** DATASET RECORDS follows **
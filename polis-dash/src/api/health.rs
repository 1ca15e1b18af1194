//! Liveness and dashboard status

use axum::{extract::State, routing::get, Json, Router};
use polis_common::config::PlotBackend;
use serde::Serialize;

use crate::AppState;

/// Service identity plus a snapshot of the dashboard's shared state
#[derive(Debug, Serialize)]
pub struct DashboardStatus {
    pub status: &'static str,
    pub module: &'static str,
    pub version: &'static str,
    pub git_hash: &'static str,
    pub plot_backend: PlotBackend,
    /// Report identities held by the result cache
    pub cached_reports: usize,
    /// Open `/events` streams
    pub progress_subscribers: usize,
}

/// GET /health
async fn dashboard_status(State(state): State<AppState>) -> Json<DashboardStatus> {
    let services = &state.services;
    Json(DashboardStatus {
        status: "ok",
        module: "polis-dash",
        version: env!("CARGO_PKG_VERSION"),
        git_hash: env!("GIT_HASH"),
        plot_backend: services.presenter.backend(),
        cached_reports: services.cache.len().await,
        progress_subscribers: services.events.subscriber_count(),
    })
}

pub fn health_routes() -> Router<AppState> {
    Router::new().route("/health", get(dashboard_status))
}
** End of DATASET RECORDS **
** DATASET RECORDS follows **
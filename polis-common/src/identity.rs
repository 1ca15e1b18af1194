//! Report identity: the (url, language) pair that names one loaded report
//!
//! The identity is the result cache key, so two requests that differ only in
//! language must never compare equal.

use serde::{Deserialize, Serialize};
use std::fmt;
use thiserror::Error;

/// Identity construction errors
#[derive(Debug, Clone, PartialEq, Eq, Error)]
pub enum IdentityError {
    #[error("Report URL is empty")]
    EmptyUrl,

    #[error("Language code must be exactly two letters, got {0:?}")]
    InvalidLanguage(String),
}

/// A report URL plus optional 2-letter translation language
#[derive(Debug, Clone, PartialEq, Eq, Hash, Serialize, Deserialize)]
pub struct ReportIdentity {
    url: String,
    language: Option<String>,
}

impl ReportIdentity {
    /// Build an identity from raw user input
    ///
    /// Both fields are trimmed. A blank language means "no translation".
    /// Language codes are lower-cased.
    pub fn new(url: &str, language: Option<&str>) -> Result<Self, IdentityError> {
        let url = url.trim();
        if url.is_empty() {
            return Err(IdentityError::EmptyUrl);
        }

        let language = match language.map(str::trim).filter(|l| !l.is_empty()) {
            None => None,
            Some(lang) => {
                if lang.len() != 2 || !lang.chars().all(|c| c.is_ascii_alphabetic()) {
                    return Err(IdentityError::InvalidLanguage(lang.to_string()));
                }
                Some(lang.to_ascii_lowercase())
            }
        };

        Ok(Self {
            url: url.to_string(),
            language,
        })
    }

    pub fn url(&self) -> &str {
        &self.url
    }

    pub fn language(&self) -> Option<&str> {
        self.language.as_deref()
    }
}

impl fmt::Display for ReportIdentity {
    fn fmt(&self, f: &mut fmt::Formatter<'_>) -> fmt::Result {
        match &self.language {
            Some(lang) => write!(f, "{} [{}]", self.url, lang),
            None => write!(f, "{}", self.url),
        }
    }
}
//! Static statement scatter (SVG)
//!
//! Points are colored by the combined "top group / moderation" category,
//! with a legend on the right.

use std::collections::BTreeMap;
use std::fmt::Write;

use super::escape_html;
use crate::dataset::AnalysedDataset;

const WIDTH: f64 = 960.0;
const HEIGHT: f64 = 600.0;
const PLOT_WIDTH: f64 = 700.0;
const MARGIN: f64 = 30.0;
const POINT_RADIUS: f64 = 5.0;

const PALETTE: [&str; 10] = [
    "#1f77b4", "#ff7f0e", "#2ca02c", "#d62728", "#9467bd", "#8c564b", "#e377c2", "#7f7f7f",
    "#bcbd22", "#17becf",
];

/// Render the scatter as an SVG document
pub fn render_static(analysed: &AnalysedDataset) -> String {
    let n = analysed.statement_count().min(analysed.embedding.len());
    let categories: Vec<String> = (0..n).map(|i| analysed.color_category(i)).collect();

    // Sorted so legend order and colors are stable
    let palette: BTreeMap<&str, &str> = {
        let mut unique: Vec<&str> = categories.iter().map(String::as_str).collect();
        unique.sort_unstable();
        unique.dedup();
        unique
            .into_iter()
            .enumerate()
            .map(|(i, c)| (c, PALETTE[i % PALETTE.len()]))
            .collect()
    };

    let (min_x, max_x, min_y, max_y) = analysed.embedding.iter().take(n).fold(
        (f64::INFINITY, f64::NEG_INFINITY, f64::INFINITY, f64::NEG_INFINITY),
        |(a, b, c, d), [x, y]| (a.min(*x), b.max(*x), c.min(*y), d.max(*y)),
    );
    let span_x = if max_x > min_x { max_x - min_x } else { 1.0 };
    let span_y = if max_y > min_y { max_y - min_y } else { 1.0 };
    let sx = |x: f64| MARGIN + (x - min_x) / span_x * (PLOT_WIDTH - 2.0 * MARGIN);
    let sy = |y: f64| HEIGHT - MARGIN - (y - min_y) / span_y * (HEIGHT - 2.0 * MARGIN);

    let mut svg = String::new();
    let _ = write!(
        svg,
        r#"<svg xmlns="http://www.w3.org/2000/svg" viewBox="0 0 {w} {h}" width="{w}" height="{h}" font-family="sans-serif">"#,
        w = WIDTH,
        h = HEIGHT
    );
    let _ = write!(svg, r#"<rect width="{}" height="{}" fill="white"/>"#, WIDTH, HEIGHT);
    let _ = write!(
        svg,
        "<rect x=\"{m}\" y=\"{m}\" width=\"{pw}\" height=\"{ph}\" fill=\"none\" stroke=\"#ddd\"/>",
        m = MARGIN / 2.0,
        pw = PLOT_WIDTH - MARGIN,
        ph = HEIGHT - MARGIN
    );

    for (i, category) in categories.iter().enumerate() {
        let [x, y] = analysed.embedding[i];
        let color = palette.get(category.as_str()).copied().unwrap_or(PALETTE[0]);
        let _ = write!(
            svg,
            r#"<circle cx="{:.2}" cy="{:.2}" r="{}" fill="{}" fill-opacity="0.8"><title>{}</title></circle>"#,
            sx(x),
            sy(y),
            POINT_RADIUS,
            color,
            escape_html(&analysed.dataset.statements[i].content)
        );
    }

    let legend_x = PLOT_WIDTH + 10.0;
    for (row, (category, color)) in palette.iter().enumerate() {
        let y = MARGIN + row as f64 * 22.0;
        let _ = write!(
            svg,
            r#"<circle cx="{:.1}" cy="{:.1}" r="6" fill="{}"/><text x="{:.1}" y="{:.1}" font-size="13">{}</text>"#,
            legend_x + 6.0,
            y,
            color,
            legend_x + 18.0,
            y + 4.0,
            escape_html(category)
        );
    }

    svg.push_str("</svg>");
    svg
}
** End of DATASET RECORDS **
** DATASET RECORDS follows **
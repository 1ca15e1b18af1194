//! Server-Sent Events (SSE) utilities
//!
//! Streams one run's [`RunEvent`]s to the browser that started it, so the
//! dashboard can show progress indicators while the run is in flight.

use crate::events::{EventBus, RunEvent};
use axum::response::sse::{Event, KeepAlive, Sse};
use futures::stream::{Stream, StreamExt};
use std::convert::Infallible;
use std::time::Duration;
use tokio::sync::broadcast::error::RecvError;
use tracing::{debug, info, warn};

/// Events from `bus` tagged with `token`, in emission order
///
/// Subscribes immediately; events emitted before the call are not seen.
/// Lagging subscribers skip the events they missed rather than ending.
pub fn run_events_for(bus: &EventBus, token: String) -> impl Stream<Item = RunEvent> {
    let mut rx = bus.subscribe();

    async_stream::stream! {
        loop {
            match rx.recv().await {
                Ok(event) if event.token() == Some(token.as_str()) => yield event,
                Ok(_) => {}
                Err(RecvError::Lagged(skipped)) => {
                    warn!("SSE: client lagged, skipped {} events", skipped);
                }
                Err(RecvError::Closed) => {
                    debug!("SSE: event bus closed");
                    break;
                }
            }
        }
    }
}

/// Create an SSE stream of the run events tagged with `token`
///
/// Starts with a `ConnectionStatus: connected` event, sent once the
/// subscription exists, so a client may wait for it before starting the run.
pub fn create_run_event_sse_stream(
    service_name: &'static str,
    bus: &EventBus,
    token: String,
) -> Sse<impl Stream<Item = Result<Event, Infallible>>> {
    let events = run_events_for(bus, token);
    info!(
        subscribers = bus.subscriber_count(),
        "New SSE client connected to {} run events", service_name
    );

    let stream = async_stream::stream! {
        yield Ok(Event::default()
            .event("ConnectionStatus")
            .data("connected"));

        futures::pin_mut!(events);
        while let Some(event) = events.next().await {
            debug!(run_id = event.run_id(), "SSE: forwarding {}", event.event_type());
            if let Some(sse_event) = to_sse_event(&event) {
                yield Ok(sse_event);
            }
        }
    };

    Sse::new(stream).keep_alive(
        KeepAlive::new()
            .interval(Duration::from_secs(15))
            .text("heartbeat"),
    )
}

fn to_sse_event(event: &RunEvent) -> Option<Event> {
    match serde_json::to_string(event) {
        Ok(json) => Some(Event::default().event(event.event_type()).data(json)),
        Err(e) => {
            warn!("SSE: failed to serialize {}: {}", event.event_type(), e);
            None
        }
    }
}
** End of DATASET RECORDS **
> **WHAT YOU HAVE TO DO**
From the entries above, collect every line with the string "before" in it.

> **WRITTEN ANSWER**
/// Subscribes immediately; events emitted before the call are not seen.
/// subscription exists, so a client may wait for it before starting the run.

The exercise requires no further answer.